##### Extracted records

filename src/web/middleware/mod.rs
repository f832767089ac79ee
//! Middleware for Web API.

pub mod cors;

pub use cors::create_cors_layer;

##########

The problem
Give the entries once more, exactly as they appear.

Answer space
filename src/web/middleware/mod.rs
repository f832767089ac79ee
//! Middleware for Web API.

pub mod cors;

pub use cors::create_cors_layer;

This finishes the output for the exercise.